» **Task to complete**:
Using the records below, find how many lines hold the word "body" and reply with only that number.

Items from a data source

========================

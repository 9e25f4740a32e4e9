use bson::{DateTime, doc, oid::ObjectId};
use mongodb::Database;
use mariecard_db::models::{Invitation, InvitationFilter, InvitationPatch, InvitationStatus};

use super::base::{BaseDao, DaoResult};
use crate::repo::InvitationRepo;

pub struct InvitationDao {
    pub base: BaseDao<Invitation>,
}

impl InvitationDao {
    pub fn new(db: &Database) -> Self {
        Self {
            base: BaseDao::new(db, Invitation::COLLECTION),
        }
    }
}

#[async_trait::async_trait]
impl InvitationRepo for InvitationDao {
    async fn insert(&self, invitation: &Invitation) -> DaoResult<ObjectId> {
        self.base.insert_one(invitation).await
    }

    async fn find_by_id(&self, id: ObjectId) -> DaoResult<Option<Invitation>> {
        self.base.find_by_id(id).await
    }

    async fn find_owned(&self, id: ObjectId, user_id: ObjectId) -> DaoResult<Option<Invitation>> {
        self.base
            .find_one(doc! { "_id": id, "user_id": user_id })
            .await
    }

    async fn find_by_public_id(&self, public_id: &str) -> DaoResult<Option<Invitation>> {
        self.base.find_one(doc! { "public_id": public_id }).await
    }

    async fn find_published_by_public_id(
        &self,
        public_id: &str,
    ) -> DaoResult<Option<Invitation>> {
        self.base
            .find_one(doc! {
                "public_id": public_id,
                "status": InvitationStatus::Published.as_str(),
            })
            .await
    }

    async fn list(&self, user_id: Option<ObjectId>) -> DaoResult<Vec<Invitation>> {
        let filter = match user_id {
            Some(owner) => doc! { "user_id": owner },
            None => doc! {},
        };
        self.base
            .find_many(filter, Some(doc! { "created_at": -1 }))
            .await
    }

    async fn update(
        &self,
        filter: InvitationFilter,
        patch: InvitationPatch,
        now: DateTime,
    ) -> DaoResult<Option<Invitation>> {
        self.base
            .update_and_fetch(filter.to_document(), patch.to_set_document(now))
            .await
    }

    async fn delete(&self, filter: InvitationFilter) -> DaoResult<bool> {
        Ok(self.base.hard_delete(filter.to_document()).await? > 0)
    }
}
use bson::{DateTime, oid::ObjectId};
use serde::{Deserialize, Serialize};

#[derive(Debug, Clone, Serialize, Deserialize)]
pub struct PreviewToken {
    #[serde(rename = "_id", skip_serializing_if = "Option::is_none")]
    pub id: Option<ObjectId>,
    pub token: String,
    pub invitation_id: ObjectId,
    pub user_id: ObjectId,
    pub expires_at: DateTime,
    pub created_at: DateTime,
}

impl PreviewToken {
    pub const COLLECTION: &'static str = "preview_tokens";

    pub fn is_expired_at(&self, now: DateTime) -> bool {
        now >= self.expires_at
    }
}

========================

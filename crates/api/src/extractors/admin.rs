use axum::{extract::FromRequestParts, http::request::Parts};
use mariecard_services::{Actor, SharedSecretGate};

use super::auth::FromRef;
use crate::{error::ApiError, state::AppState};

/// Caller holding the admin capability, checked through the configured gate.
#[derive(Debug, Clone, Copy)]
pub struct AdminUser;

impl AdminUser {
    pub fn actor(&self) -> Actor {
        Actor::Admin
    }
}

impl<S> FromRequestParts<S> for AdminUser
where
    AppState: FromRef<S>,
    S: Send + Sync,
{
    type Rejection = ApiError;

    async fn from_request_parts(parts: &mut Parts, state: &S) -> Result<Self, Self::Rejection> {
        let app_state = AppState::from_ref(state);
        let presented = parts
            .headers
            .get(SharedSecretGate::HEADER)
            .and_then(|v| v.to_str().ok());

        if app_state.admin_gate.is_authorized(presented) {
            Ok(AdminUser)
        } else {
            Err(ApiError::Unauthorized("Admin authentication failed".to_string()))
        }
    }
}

========================

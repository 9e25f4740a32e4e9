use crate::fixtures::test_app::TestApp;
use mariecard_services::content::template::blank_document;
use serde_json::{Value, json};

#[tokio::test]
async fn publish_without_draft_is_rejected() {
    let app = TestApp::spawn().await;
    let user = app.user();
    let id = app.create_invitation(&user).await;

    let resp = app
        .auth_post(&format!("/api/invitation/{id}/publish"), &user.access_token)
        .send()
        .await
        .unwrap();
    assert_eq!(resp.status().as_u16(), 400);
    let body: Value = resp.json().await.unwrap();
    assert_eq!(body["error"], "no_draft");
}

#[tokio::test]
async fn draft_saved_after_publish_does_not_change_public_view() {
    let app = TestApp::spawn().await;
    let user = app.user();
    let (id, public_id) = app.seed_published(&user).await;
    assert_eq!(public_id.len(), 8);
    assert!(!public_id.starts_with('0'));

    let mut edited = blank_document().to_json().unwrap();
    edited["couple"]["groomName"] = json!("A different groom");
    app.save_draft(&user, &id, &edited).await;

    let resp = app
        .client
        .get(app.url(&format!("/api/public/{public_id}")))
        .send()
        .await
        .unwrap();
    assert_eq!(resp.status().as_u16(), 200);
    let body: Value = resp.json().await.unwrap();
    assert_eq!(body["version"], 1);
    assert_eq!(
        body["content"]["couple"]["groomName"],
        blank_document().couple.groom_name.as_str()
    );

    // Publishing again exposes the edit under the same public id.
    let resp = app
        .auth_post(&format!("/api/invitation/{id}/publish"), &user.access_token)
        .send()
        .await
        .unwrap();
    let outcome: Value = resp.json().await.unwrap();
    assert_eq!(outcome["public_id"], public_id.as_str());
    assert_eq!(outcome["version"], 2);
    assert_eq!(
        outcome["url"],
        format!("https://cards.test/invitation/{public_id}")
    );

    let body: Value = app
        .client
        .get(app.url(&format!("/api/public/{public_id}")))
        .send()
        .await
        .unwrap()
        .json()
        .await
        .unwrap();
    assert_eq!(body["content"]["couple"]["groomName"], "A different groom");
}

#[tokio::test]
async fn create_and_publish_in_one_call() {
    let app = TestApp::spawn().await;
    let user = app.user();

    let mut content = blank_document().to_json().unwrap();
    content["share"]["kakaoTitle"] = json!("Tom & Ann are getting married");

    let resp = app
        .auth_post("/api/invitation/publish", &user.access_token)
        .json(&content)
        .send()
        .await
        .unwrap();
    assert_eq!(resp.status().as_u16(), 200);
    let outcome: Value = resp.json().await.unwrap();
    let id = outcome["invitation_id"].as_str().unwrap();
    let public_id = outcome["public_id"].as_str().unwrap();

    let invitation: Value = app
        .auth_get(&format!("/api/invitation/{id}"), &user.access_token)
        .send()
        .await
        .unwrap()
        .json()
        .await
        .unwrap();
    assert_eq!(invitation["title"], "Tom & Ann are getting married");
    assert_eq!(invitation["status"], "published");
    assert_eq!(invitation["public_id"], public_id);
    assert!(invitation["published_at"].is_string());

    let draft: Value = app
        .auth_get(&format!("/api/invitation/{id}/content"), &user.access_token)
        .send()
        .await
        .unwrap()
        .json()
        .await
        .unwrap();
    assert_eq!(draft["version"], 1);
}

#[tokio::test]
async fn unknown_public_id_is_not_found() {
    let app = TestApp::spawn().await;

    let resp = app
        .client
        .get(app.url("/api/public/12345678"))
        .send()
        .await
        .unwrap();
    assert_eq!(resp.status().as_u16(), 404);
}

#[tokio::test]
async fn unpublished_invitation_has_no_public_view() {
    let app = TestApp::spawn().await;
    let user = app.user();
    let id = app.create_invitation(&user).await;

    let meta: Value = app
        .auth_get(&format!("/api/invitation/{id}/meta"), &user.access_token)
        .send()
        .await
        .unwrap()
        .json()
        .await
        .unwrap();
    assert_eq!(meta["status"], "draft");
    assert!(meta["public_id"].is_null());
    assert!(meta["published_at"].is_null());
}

========================

» **Task answer**:
7